As a professional walleye angler, I have accumulated over three decades of tournament fishing experience. With all that time on the water, I face the same challenge many of you do each and every season … finding walleyes where I’ve never fished before. Since my livelihood is based on catching fish, I believe I have learned a few things that can help you deal with this age-old challenge.
A little research will go a long way to helping unlock the walleye mystery of a new fishing hole. First thing to do is get a map of the lake, river or reservoir you’re targeting. Study the layout … look for types of structure most likely to hold fish for the time of year you are planning to be there. Familiarize yourself with the names of bays, landmarks and islands. Locate distinguishable areas such as large weed beds, major points and incoming rivers or creeks. With this basic knowledge, you are ready to start gathering recent fishing reports. The most obvious places to start are in the local bait shops.

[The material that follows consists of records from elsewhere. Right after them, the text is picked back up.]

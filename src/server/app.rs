//! Router construction.

use std::sync::Arc;

use axum::routing::{delete, get, post, put};
use axum::Router;
use tower_http::trace::TraceLayer;

use super::handlers::{admin, auth, docs, hooks, navigation, pages, portfolio, ws};
use super::state::AppState;

/// Build the application router with all routes and middleware.
pub fn create_router(state: Arc<AppState>) -> Router {
    let public = Router::new()
        .route("/api/navigation", get(navigation::get_navigation))
        .route("/api/portfolio", get(portfolio::get_portfolio))
        .route("/api/docs", get(docs::list_docs))
        .route("/api/pages/:page_slug", get(pages::get_page))
        .route(
            "/api/pages/:page_slug/sections/:section_slug",
            get(pages::get_section),
        );

    let auth_routes = Router::new()
        .route("/api/auth/login", post(auth::login))
        .route("/api/auth/logout", post(auth::logout))
        .route("/api/auth/session", get(auth::current_session));

    let admin_routes = Router::new()
        .route(
            "/api/admin/pages",
            get(admin::list_pages).post(admin::create_page),
        )
        .route(
            "/api/admin/pages/:id",
            get(admin::get_page)
                .put(admin::update_page)
                .delete(admin::delete_page),
        )
        .route("/api/admin/sections", post(admin::create_section))
        .route(
            "/api/admin/sections/:id",
            put(admin::update_section).delete(admin::delete_section),
        )
        .route(
            "/api/admin/portfolio",
            get(admin::get_portfolio).put(admin::save_portfolio),
        )
        .route(
            "/api/admin/portfolio/quick-stats",
            post(admin::add_quick_stat),
        )
        .route(
            "/api/admin/portfolio/quick-stats/:index",
            delete(admin::remove_quick_stat),
        )
        .route("/api/admin/images", post(admin::upload_image))
        .route("/api/admin/richtext/image-layout", post(admin::image_layout))
        .route("/api/admin/richtext/preview", post(admin::preview));

    let realtime = Router::new()
        .route("/hooks/changes", post(hooks::receive_change))
        .route("/ws/changes", get(ws::ws_handler));

    Router::new()
        .merge(public)
        .merge(auth_routes)
        .merge(admin_routes)
        .merge(realtime)
        .route("/health", get(|| async { "OK" }))
        .layer(TraceLayer::new_for_http())
        .with_state(state)
}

To get the right information, you need to ask the right questions. It’s easy to ask a shop owner “How’s fishing?”, but that doesn’t really get the info you need. To find out the true “scoop” about what’s going on, there are some very pertinent questions that need to be answered, like; “What’s this lake’s main forage?”, and “What areas have been producing the best walleye catches lately?” and “At what depth are most of the fish being caught?” . Walk around and look at the store shelves. Pay attention to the types of lures the shop owner is stocking … this will give you a good idea of what most local anglers are using. Get your map out and ask to have some key areas pointed out … popular places that might be a good place to start. In this way you will get a good idea of the type of structure that is producing walleyes at that time.

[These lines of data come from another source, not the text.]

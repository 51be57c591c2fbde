//! WebSocket handler forwarding change events to browsers.

use std::sync::Arc;

use axum::extract::ws::{Message, WebSocket, WebSocketUpgrade};
use axum::extract::State;
use axum::response::IntoResponse;
use tokio::sync::broadcast;
use tracing::{debug, error};

use crate::realtime::ChangeEvent;
use crate::server::state::AppState;

/// Handle WebSocket upgrade for GET /ws/changes.
pub async fn ws_handler(
    ws: WebSocketUpgrade,
    State(state): State<Arc<AppState>>,
) -> impl IntoResponse {
    ws.on_upgrade(move |socket| handle_socket(socket, state.feed.subscribe()))
}

async fn handle_socket(mut socket: WebSocket, mut receiver: broadcast::Receiver<ChangeEvent>) {
    loop {
        tokio::select! {
            result = receiver.recv() => {
                match result {
                    Ok(event) => {
                        let msg = match serde_json::to_string(&event) {
                            Ok(msg) => msg,
                            Err(e) => {
                                error!("Failed to encode change event: {}", e);
                                continue;
                            }
                        };
                        if socket.send(Message::Text(msg)).await.is_err() {
                            break;
                        }
                    }
                    Err(broadcast::error::RecvError::Closed) => break,
                    // Clients refetch on any event, so dropped ones do not matter
                    Err(broadcast::error::RecvError::Lagged(_)) => {}
                }
            }
            // Client messages are only keepalives
            result = socket.recv() => {
                match result {
                    Some(Ok(_)) => {}
                    _ => break,
                }
            }
        }
    }
    debug!("Change websocket closed");
}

Now you are ready to hit the water … but there’s still research to be done before you are ready to wet a line.
Finding Your Way Around:
You have your map marked with the local “hot spots”, you’re stocked with the right bait or lures, the boat is gassed up, and you’re ready to go catch fish … almost. If you’ve ever headed out on a strange body of water and tried to navigate with nothing more than a paper map you know that it’s not always as easy as it seems. It’s easy to get confused and disoriented when faced with an endless shoreline of points, bays and/or islands. “Is that the point the guy said to fish, or is it that one over there?”. Here is where modern technology can save the day.

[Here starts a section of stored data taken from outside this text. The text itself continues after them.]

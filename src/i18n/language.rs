//! Display language: which variant of a bilingual text field to show.
//!
//! Every localized field in the content store comes in pairs (`title` /
//! `title_native`). The display language selects between them, falling back to
//! English whenever the native variant is missing or empty.

use crate::i18n::{LanguageConfig, LanguageRegistry};
use anyhow::{bail, Result};
use serde::{Deserialize, Serialize};

/// The language a visitor reads the site in.
#[derive(Debug, Clone, Copy, PartialEq, Eq, Default, Serialize, Deserialize)]
#[serde(rename_all = "lowercase")]
pub enum Language {
    /// Canonical language; every text field has an English value.
    #[default]
    English,
    /// The configured native language; fields may lack a native value.
    Native,
}

impl Language {
    /// Parse a language selector.
    ///
    /// Accepts the symbolic names (`english`, `native`) as well as the ISO
    /// codes of the two languages configured in `registry`.
    ///
    /// # Example
    /// ```ignore
    /// let lang = Language::from_code("hy", &registry)?;
    /// assert_eq!(lang, Language::Native);
    /// ```
    pub fn from_code(code: &str, registry: &LanguageRegistry) -> Result<Language> {
        let code = code.trim().to_ascii_lowercase();
        match code.as_str() {
            "english" => Ok(Language::English),
            "native" => Ok(Language::Native),
            c if c == registry.english().code => Ok(Language::English),
            c if c == registry.native().code => Ok(Language::Native),
            "" => bail!("Empty language code"),
            _ => bail!("Unknown language code: '{}'", code),
        }
    }

    /// Get the full language configuration from the registry.
    pub fn config(&self, registry: &LanguageRegistry) -> &'static LanguageConfig {
        match self {
            Language::English => registry.english(),
            Language::Native => registry.native(),
        }
    }

    /// Choose between the English and native variant of a text field.
    ///
    /// The native value wins only when this is the native language and the
    /// value is present and non-empty.
    pub fn pick<'a>(&self, english: &'a str, native: Option<&'a str>) -> &'a str {
        match (self, native) {
            (Language::Native, Some(value)) if !value.is_empty() => value,
            _ => english,
        }
    }

    /// Same as [`Language::pick`] for fields whose English value is optional.
    pub fn pick_opt<'a>(&self, english: Option<&'a str>, native: Option<&'a str>) -> Option<&'a str> {
        match (self, native) {
            (Language::Native, Some(value)) if !value.is_empty() => Some(value),
            _ => english,
        }
    }
}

GPS (Global Positioning Systems) have become as much a part of a serious walleye angler’s arsenal as rods and reels, and for good reason. With a GPS mapping unit like the Lowrance GlobalMap 7000 or a sonar/GPS combo unit like the LCX-26C HD, you will always know where you are. These types of GPS units feature built-in maps as well as the capability to build custom maps of specific areas, so by comparing your current position on the screen of your GPS with the information marked on your paper map, you’ll have a much easier time finding those elusive hot spots. By using the unit’s plot trail feature, you will also be sure to find your way back the boat ramp at the end of the day … not always an easy thing to do on an unfamiliar body of water.
Finding The Walleyes:
OK, you’re on the water … you’re in the right spot … now let’s find the fish. You’ve heard us preach this before and no doubt you’ll hear it again … fish where you find fish. Cruise the area while keeping your eyes on the fish finder. Look for signs of life such as clouds of baitfish, or the tell-tale “arcs” that indicate larger fish. If the walleyes are inactive, they may only appear as “bumps” on the bottom. A quality locator like the LCX-26C will have the power and resolution to give you the kind detail and seperation to spot those bottom hugging walleyes as well as fish cruising off the bottom. In any case, if you see no fish, move on. Check out the nearest, similar structure and repeat the procedure.
When you mark fish, choose your presentation by how they show up. If they’re up off the bottom, assume they are active and try something like bottom bouncers and spinners trolled through the area to catch them. If you’re marking fish scattered along a long piece of structure like a large flat or extended breakline, you may even choose to troll crankbaits to contact them.
Fish showing up as “bumps” on the bottom are going to be tougher to trigger, so slow presentations like jigging or live bait rigging may be called for.
Catching walleyes (or any fish for that matter) on unfamiliar waters is a process. Take the time to do your homework, shake a few hands and don’t be shy about asking the right questions. Someday someone will come along and ask you “How are they bitin’?” … and you can return the favor.